Las reacciones más sonadas han sido las que han puesto el grito en el cielo por limitar más aún las libertades individuales, voces que afirman que nos dirigimos hacia el abismo del comunismo, que si esto es Cuba y que a 110 km/h uno se duerme al volante. Ahora bien, ante el recorte de derechos laborales y sociales nadie se indigna. Ante el paripé de los sindicatos, que organizaron una seudohuelga general y “nunca máis”, tampoco. Pero sí cuando no nos dejan fumar en espacios cerrados, aun cuando más del 60% de la población se declare no fumadora. Vayamos por partes, a ver si podemos oxigenar un poco más nuestras mentes.

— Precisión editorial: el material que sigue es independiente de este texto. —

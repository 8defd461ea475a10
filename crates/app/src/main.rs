mod cli;
mod commands;
mod config;

use anyhow::{Context, Result};
use clap::Parser;
use orchestrator::MedicalAssistant;
use providers::{ApiKey, GeminiClient};
use std::sync::Arc;
use tracing_subscriber::EnvFilter;

use crate::cli::Cli;

fn init_tracing() {
    // RUST_LOG wins; otherwise only warnings, so stdout stays clean
    let filter = EnvFilter::try_from_default_env().unwrap_or_else(|_| EnvFilter::new("warn"));
    tracing_subscriber::fmt()
        .with_env_filter(filter)
        .with_writer(std::io::stderr)
        .init();
}

#[tokio::main]
async fn main() -> Result<()> {
    init_tracing();
    let cli = Cli::parse();

    let settings = config::load_settings(cli.config.as_deref())?;
    let api_key = ApiKey::from_env().context("a Gemini API key is required")?;
    let client = GeminiClient::new(api_key, &settings)?;
    tracing::info!(model = client.model(), "gemini client ready");

    let assistant = MedicalAssistant::new(Arc::new(client), settings);
    commands::run(cli.command, &assistant).await
}
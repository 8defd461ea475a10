use anyhow::{Context, Result};
use shared::settings::AssistantSettings;
use std::fs;
use std::path::{Path, PathBuf};

/// Overrides `model` from the settings file
pub const MODEL_ENV: &str = "GEMINI_MODEL";

pub fn config_path() -> Option<PathBuf> {
    directories::ProjectDirs::from("com.local", "Health Assistant", "HealthAssistant")
        .map(|proj| proj.config_dir().join("settings.json"))
}

/// Settings from `explicit` if given, else the per-user file, else defaults.
///
/// An explicit path must exist; the per-user file is optional.
pub fn load_settings(explicit: Option<&Path>) -> Result<AssistantSettings> {
    let mut settings = match explicit {
        Some(path) => read_settings(path)?,
        None => match config_path() {
            Some(path) if path.exists() => read_settings(&path)?,
            _ => AssistantSettings::default(),
        },
    };
    apply_model_override(&mut settings, std::env::var(MODEL_ENV).ok());
    tracing::debug!(model = %settings.model, base_url = %settings.base_url, "settings loaded");
    Ok(settings)
}

fn read_settings(path: &Path) -> Result<AssistantSettings> {
    let bytes = fs::read(path).with_context(|| format!("reading {}", path.display()))?;
    serde_json::from_slice(&bytes).with_context(|| format!("parsing {}", path.display()))
}

fn apply_model_override(settings: &mut AssistantSettings, model: Option<String>) {
    if let Some(model) = model.map(|m| m.trim().to_string()).filter(|m| !m.is_empty()) {
        settings.model = model;
    }
}
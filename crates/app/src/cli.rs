//! Command-line arguments.

use clap::{Parser, Subcommand};
use std::path::PathBuf;

/// Health Assistant CLI
#[derive(Parser)]
#[command(name = "health-assistant")]
#[command(about = "Healthcare assistant backed by Google Gemini", long_about = None)]
#[command(version)]
pub struct Cli {
    /// Settings file (overrides the per-user settings.json)
    #[arg(long, global = true)]
    pub config: Option<PathBuf>,

    #[command(subcommand)]
    pub command: Commands,
}

#[derive(Subcommand)]
pub enum Commands {
    /// Analyze a free-text description of symptoms
    Symptoms { description: String },

    /// Describe one medication, or check interactions between several
    Drugs {
        /// Medication names, space or comma separated
        #[arg(value_delimiter = ',')]
        names: Vec<String>,
    },

    /// Explain a medical term in plain language
    Explain { term: String },

    /// Summarize a medical report read from a text file
    Summarize {
        report: PathBuf,
        /// Skip the medical-report check before summarizing
        #[arg(long)]
        skip_validation: bool,
    },

    /// Ask a general health question
    Ask { question: String },

    /// Ask a question about an insurance policy document
    Policy {
        policy: PathBuf,
        query: String,
        #[arg(long)]
        skip_validation: bool,
    },

    /// Ask a question about a medical report
    Report {
        report: PathBuf,
        query: String,
        #[arg(long)]
        skip_validation: bool,
    },

    /// Analyze a medical image (X-ray, CT, MRI, ECG, ...)
    Image {
        image: PathBuf,
        /// Patient context passed along with the image
        #[arg(long)]
        context: Option<String>,
        #[arg(long)]
        skip_validation: bool,
    },

    /// Identify a medicine from a photo of the pills or packaging
    Medicine {
        image: PathBuf,
        /// Patient information used for patient-specific advice
        #[arg(long)]
        patient_info: Option<String>,
        #[arg(long)]
        skip_validation: bool,
    },

    /// Run a validity check on its own
    Validate {
        #[command(subcommand)]
        target: ValidateTarget,
    },

    /// Interactive chat with streamed replies
    Chat,
}

#[derive(Subcommand)]
pub enum ValidateTarget {
    /// Is this a medical term, condition or code?
    Term { term: String },
    /// Is this a medication name?
    Medication { name: String },
    /// Is this file a medical report?
    Report { file: PathBuf },
    /// Is this file a health insurance policy?
    Policy { file: PathBuf },
    /// Is this a medical image?
    MedicalImage { image: PathBuf },
    /// Is this a picture of a medicine?
    MedicineImage { image: PathBuf },
}
//! rdkafka-backed [`BrokerClient`].
//!
//! Wraps a [`ThreadedProducer`], whose background thread polls librdkafka and
//! invokes [`ForwardingContext`] for every delivery report and client error. The
//! context forwards them as [`DeliveryReport`]s into an unbounded channel which
//! the event publisher drains.

use flights_core::broker::{
    BrokerClient, BrokerError, DeliveryReport, DeliveryReports, OutboundMessage,
    ProducerErrorClass,
};
use rdkafka::config::ClientConfig;
use rdkafka::error::{KafkaError, RDKafkaErrorCode};
use rdkafka::message::{Header, Message, OwnedHeaders};
use rdkafka::producer::{BaseRecord, DeliveryResult, Producer, ProducerContext, ThreadedProducer};
use rdkafka::util::Timeout;
use rdkafka::ClientContext;
use std::sync::{Mutex, RwLock};
use std::time::{Duration, Instant};
use tokio::sync::mpsc;

/// How long to sleep between attempts while librdkafka's queue is full.
const QUEUE_FULL_BACKOFF: Duration = Duration::from_millis(50);

/// Classify an error librdkafka raised outside of any single message.
#[must_use]
pub fn classify_error_code(code: Option<RDKafkaErrorCode>) -> ProducerErrorClass {
    match code {
        Some(RDKafkaErrorCode::Fatal) => ProducerErrorClass::Fatal,
        Some(
            RDKafkaErrorCode::BrokerTransportFailure
            | RDKafkaErrorCode::AllBrokersDown
            | RDKafkaErrorCode::OperationTimedOut
            | RDKafkaErrorCode::RequestTimedOut
            | RDKafkaErrorCode::NetworkException
            | RDKafkaErrorCode::LeaderNotAvailable
            | RDKafkaErrorCode::NotLeaderForPartition,
        ) => ProducerErrorClass::Retriable,
        _ => ProducerErrorClass::NonFatal,
    }
}

/// Producer context forwarding every callback into a channel.
pub struct ForwardingContext {
    reports: mpsc::UnboundedSender<DeliveryReport>,
}

impl ForwardingContext {
    fn forward(&self, report: DeliveryReport) {
        // The receiver only goes away once the publisher has shut down.
        let _ = self.reports.send(report);
    }
}

impl ClientContext for ForwardingContext {
    fn error(&self, error: KafkaError, reason: &str) {
        self.forward(DeliveryReport::ProducerError {
            class: classify_error_code(error.rdkafka_error_code()),
            error: format!("{error}: {reason}"),
        });
    }
}

impl ProducerContext for ForwardingContext {
    type DeliveryOpaque = ();

    fn delivery(&self, delivery_result: &DeliveryResult<'_>, _delivery_opaque: Self::DeliveryOpaque) {
        let report = match delivery_result {
            Ok(message) => DeliveryReport::Delivered {
                topic: message.topic().to_string(),
                partition: message.partition(),
                offset: message.offset(),
                key: message.key().map(|k| String::from_utf8_lossy(k).into_owned()),
            },
            Err((error, message)) => DeliveryReport::Failed {
                topic: message.topic().to_string(),
                partition: message.partition(),
                key: message.key().map(|k| String::from_utf8_lossy(k).into_owned()),
                error: error.to_string(),
            },
        };
        self.forward(report);
    }
}

/// Kafka-compatible broker client.
///
/// # Example
///
/// ```no_run
/// use flights_redpanda::RdKafkaBroker;
///
/// # fn example() -> Result<(), Box<dyn std::error::Error>> {
/// let broker = RdKafkaBroker::builder()
///     .brokers("localhost:9092")
///     .client_id("flights-service")
///     .acks("all")
///     .build()?;
/// # Ok(())
/// # }
/// ```
pub struct RdKafkaBroker {
    producer: RwLock<Option<ThreadedProducer<ForwardingContext>>>,
    reports: Mutex<Option<DeliveryReports>>,
    queue_full_timeout: Duration,
}

impl RdKafkaBroker {
    /// Create a builder.
    #[must_use]
    pub fn builder() -> RdKafkaBrokerBuilder {
        RdKafkaBrokerBuilder::default()
    }
}

impl BrokerClient for RdKafkaBroker {
    fn produce(&self, message: OutboundMessage) -> Result<(), BrokerError> {
        let guard = self.producer.read().map_err(|_| BrokerError::Closed)?;
        let producer = guard.as_ref().ok_or(BrokerError::Closed)?;

        let mut headers = OwnedHeaders::new_with_capacity(message.headers.len());
        for (key, value) in &message.headers {
            headers = headers.insert(Header {
                key: key.as_str(),
                value: Some(value.as_str()),
            });
        }

        let mut record = BaseRecord::to(&message.topic)
            .key(message.key.as_str())
            .payload(message.payload.as_slice())
            .headers(headers)
            .timestamp(message.timestamp.timestamp_millis());

        // librdkafka never blocks on a full queue; wait here instead.
        let deadline = Instant::now() + self.queue_full_timeout;
        loop {
            match producer.send(record) {
                Ok(()) => return Ok(()),
                Err((KafkaError::MessageProduction(RDKafkaErrorCode::QueueFull), returned)) => {
                    if Instant::now() >= deadline {
                        return Err(BrokerError::QueueFull);
                    }
                    record = returned;
                    std::thread::sleep(QUEUE_FULL_BACKOFF);
                }
                Err((error, _)) => return Err(BrokerError::Produce(error.to_string())),
            }
        }
    }

    fn take_delivery_reports(&self) -> Option<DeliveryReports> {
        self.reports.lock().ok().and_then(|mut reports| reports.take())
    }

    fn flush(&self, timeout: Duration) -> Result<(), BrokerError> {
        let guard = self.producer.read().map_err(|_| BrokerError::Closed)?;
        let producer = guard.as_ref().ok_or(BrokerError::Closed)?;
        producer
            .flush(Timeout::After(timeout))
            .map_err(|e| BrokerError::Flush(e.to_string()))
    }

    fn close(&self) {
        // Dropping the producer stops its polling thread and drops the context,
        // which closes the delivery report channel.
        let producer = match self.producer.write() {
            Ok(mut guard) => guard.take(),
            Err(poisoned) => poisoned.into_inner().take(),
        };
        drop(producer);
        tracing::info!("Kafka producer closed");
    }
}

/// Builder for [`RdKafkaBroker`].
#[derive(Default)]
pub struct RdKafkaBrokerBuilder {
    brokers: Option<String>,
    client_id: Option<String>,
    acks: Option<String>,
    compression: Option<String>,
    message_timeout: Option<Duration>,
    retries: Option<u32>,
    queue_full_timeout: Option<Duration>,
}

impl RdKafkaBrokerBuilder {
    /// Comma-separated bootstrap servers (required)
    #[must_use]
    pub fn brokers(mut self, brokers: impl Into<String>) -> Self {
        self.brokers = Some(brokers.into());
        self
    }

    /// Client id reported to the broker. Default: `flights-service`
    #[must_use]
    pub fn client_id(mut self, client_id: impl Into<String>) -> Self {
        self.client_id = Some(client_id.into());
        self
    }

    /// Acknowledgement mode: `"0"`, `"1"` or `"all"`. Default: `"all"`
    #[must_use]
    pub fn acks(mut self, acks: impl Into<String>) -> Self {
        self.acks = Some(acks.into());
        self
    }

    /// Compression codec. Default: `"none"`
    #[must_use]
    pub fn compression(mut self, compression: impl Into<String>) -> Self {
        self.compression = Some(compression.into());
        self
    }

    /// End-to-end delivery deadline per message. Default: 30 seconds
    #[must_use]
    pub const fn message_timeout(mut self, timeout: Duration) -> Self {
        self.message_timeout = Some(timeout);
        self
    }

    /// Internal send retries. Default: 3
    #[must_use]
    pub const fn retries(mut self, retries: u32) -> Self {
        self.retries = Some(retries);
        self
    }

    /// How long `produce` keeps retrying while the local queue is full.
    /// Default: 2 seconds
    #[must_use]
    pub const fn queue_full_timeout(mut self, timeout: Duration) -> Self {
        self.queue_full_timeout = Some(timeout);
        self
    }

    /// Build the client.
    ///
    /// # Errors
    ///
    /// Returns [`BrokerError::Configuration`] if brokers are missing or
    /// librdkafka rejects the configuration.
    pub fn build(self) -> Result<RdKafkaBroker, BrokerError> {
        let brokers = self
            .brokers
            .ok_or_else(|| BrokerError::Configuration("brokers not configured".to_string()))?;
        let client_id = self.client_id.as_deref().unwrap_or("flights-service");
        let acks = self.acks.as_deref().unwrap_or("all");
        let compression = self.compression.as_deref().unwrap_or("none");
        let message_timeout = self.message_timeout.unwrap_or(Duration::from_secs(30));
        let retries = self.retries.unwrap_or(3);

        let (tx, rx) = mpsc::unbounded_channel();

        let producer: ThreadedProducer<ForwardingContext> = ClientConfig::new()
            .set("bootstrap.servers", &brokers)
            .set("client.id", client_id)
            .set("acks", acks)
            .set("compression.type", compression)
            .set("message.timeout.ms", message_timeout.as_millis().to_string())
            .set("retries", retries.to_string())
            .create_with_context(ForwardingContext { reports: tx })
            .map_err(|e| {
                BrokerError::Configuration(format!("failed to create producer: {e}"))
            })?;

        tracing::info!(
            brokers = %brokers,
            client_id,
            acks,
            compression,
            "Kafka producer created"
        );

        Ok(RdKafkaBroker {
            producer: RwLock::new(Some(producer)),
            reports: Mutex::new(Some(rx)),
            queue_full_timeout: self.queue_full_timeout.unwrap_or(Duration::from_secs(2)),
        })
    }
}
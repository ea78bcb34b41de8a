//! Redis flight cache for the flights service.
//!
//! Provides [`RedisFlightCache`], the production implementation of the
//! `FlightCache` trait from `flights-core`. The cache is never authoritative:
//! every error it returns is logged and swallowed by the service.

#![forbid(unsafe_code)]
#![warn(missing_docs)]

pub mod flight_cache;

pub use flight_cache::{DEFAULT_TTL, RedisFlightCache};
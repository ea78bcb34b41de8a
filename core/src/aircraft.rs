//! Existence check for aircraft referenced by new flights.

use crate::flight::AircraftId;
use std::future::Future;
use std::pin::Pin;
use thiserror::Error;

/// Why an existence check did not succeed.
#[derive(Error, Debug, Clone, PartialEq, Eq)]
pub enum ExistenceError {
    /// The aircraft service answered: no such aircraft.
    #[error("aircraft with id {0} not found")]
    NotFound(AircraftId),

    /// The aircraft service could not give an answer.
    #[error("aircraft service unavailable: {0}")]
    Unavailable(String),
}

/// Confirms that an externally owned aircraft exists.
///
/// This is the one synchronous dependency allowed to abort flight creation.
pub trait ExistenceValidator: Send + Sync {
    /// Resolve to `Ok(())` if the aircraft exists.
    ///
    /// # Errors
    ///
    /// - [`ExistenceError::NotFound`] if the aircraft does not exist
    /// - [`ExistenceError::Unavailable`] if the answer could not be obtained
    fn exists(
        &self,
        aircraft_id: AircraftId,
    ) -> Pin<Box<dyn Future<Output = Result<(), ExistenceError>> + Send + '_>>;
}
//! Flights service server.
//!
//! Wires configuration, the Postgres store, the optional Redis cache, the
//! aircraft client and the Kafka publisher into a [`FlightService`] and serves
//! it over HTTP until SIGINT or SIGTERM.
//!
//! # Usage
//!
//! ```bash
//! DATABASE_URL=postgres://localhost/flights \
//! KAFKA_BROKERS=localhost:9092 \
//! AIRCRAFT_SERVICE_URL=http://localhost:8082 \
//! cargo run -p flights-service
//! ```

use anyhow::Context;
use flights_core::cache::{FlightCache, NoopFlightCache};
use flights_postgres::PostgresFlightStore;
use flights_redis::RedisFlightCache;
use flights_redpanda::{EventPublisher, RdKafkaBroker};
use flights_service::metrics::MetricsServer;
use flights_service::server::{AppState, build_router};
use flights_service::{Config, FlightService, HttpAircraftValidator};
use sqlx::postgres::PgPoolOptions;
use std::sync::Arc;
use tokio_util::sync::CancellationToken;
use tracing_subscriber::{layer::SubscriberExt, util::SubscriberInitExt};

#[tokio::main]
async fn main() -> anyhow::Result<()> {
    if dotenvy::dotenv().is_err() {
        eprintln!("No .env file found, relying on environment variables");
    }

    let config = Config::from_env().context("Failed to load configuration")?;

    tracing_subscriber::registry()
        .with(
            tracing_subscriber::EnvFilter::try_from_default_env()
                .unwrap_or_else(|_| format!("{},sqlx=warn,rdkafka=warn", config.server.log_level).into()),
        )
        .with(tracing_subscriber::fmt::layer())
        .init();

    tracing::info!("Starting flights service");

    let shutdown = CancellationToken::new();

    let mut metrics = MetricsServer::new(config.metrics.addr()?);
    metrics
        .start(shutdown.clone())
        .await
        .context("Failed to start metrics server")?;

    let pool = PgPoolOptions::new()
        .max_connections(config.postgres.max_connections)
        .min_connections(config.postgres.min_connections)
        .acquire_timeout(config.postgres.connect_timeout)
        .connect(&config.postgres.url)
        .await
        .context("Failed to connect to PostgreSQL")?;
    let store = PostgresFlightStore::new(pool);
    store.migrate().await.context("Failed to run migrations")?;

    let cache: Arc<dyn FlightCache> = match &config.redis.url {
        Some(url) => match RedisFlightCache::new(url, config.redis.ttl).await {
            Ok(cache) => Arc::new(cache),
            Err(e) => {
                tracing::warn!(error = %e, "Failed to initialise cache, continuing without it");
                Arc::new(NoopFlightCache)
            }
        },
        None => {
            tracing::info!("CACHE_URL not set, running without a cache");
            Arc::new(NoopFlightCache)
        }
    };

    let broker = RdKafkaBroker::builder()
        .brokers(&config.kafka.brokers)
        .client_id(&config.kafka.client_id)
        .acks(&config.kafka.acks)
        .compression(&config.kafka.compression)
        .message_timeout(config.kafka.message_timeout)
        .retries(config.kafka.retries)
        .queue_full_timeout(config.kafka.enqueue_timeout)
        .build()
        .context("Failed to create Kafka producer")?;
    let publisher = Arc::new(
        EventPublisher::builder(broker)
            .topic(&config.kafka.topic)
            .enqueue_timeout(config.kafka.enqueue_timeout)
            .flush_timeout(config.kafka.flush_timeout)
            .start()
            .context("Failed to start event publisher")?,
    );

    let aircraft =
        HttpAircraftValidator::new(&config.aircraft).context("Failed to build aircraft client")?;

    let service = FlightService::builder(Arc::new(store), Arc::new(aircraft))
        .cache(cache)
        .publisher(publisher.clone())
        .build();
    let app = build_router(AppState::new(Arc::new(service)));

    let addr = config.server.addr()?;
    let listener = tokio::net::TcpListener::bind(addr)
        .await
        .with_context(|| format!("Failed to bind {addr}"))?;
    tracing::info!(%addr, "Flights service listening");

    let stop = shutdown.clone();
    let server = tokio::spawn(async move {
        axum::serve(listener, app)
            .with_graceful_shutdown(async move { stop.cancelled().await })
            .await
    });

    shutdown_signal().await;
    tracing::info!("Shutting down gracefully");
    shutdown.cancel();

    match tokio::time::timeout(config.server.shutdown_timeout, server).await {
        Ok(Ok(Ok(()))) => {}
        Ok(Ok(Err(e))) => tracing::error!(error = %e, "Server error"),
        Ok(Err(e)) => tracing::error!(error = %e, "Server task failed"),
        Err(_) => tracing::warn!(
            timeout = ?config.server.shutdown_timeout,
            "In-flight requests did not finish before the shutdown timeout"
        ),
    }

    if let Some(summary) = publisher.shutdown().await {
        tracing::info!(
            delivered = summary.delivered,
            failed = summary.failed,
            "Event publisher stopped"
        );
    }

    Ok(())
}

async fn shutdown_signal() {
    let ctrl_c = async {
        if let Err(e) = tokio::signal::ctrl_c().await {
            tracing::error!(error = %e, "Failed to listen for Ctrl+C");
            std::future::pending::<()>().await;
        }
    };

    #[cfg(unix)]
    let terminate = async {
        match tokio::signal::unix::signal(tokio::signal::unix::SignalKind::terminate()) {
            Ok(mut signal) => {
                signal.recv().await;
            }
            Err(e) => {
                tracing::error!(error = %e, "Failed to listen for SIGTERM");
                std::future::pending::<()>().await;
            }
        }
    };

    #[cfg(not(unix))]
    let terminate = std::future::pending::<()>();

    tokio::select! {
        () = ctrl_c => {},
        () = terminate => {},
    }
}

Las medidas que está tomando el Gobierno para ahorrar en la factura de la energía son claramente insuficientes y, en ocasiones, contradictorias. Ahora bien, hasta la fecha no he oído de los grupos de la oposición alternativas claras y seguras sobre el tema. Del grupo mayoritario de la misma, el Partido Popular, surgen voces que hablan de un pacto energético que nos haga menos dependientes de los países productores del petróleo. Esto es, hablando claramente, que apostemos por la energía nuclear. Afortunadamente, tras muchos eufemismos y mensajes oscurantistas, su máximo representante ha hablado claro: “Nuclear sí, por supuesto“. Lo que no conviene olvidar es que la energía nuclear nos hace igualmente dependientes: de las minas de uranio del extranjero cuando con la producción nacional no resulta suficiente, de los costes de enriquecimiento del mismo ya que por el Tratado de no Proliferación Nuclear no es posible hacerlo en nuestro país y, por último del uso del uranio enriquecido para la obtención de energía eléctrica, así como de la gestión y almacenamiento de residuos de baja, media y alta actividad.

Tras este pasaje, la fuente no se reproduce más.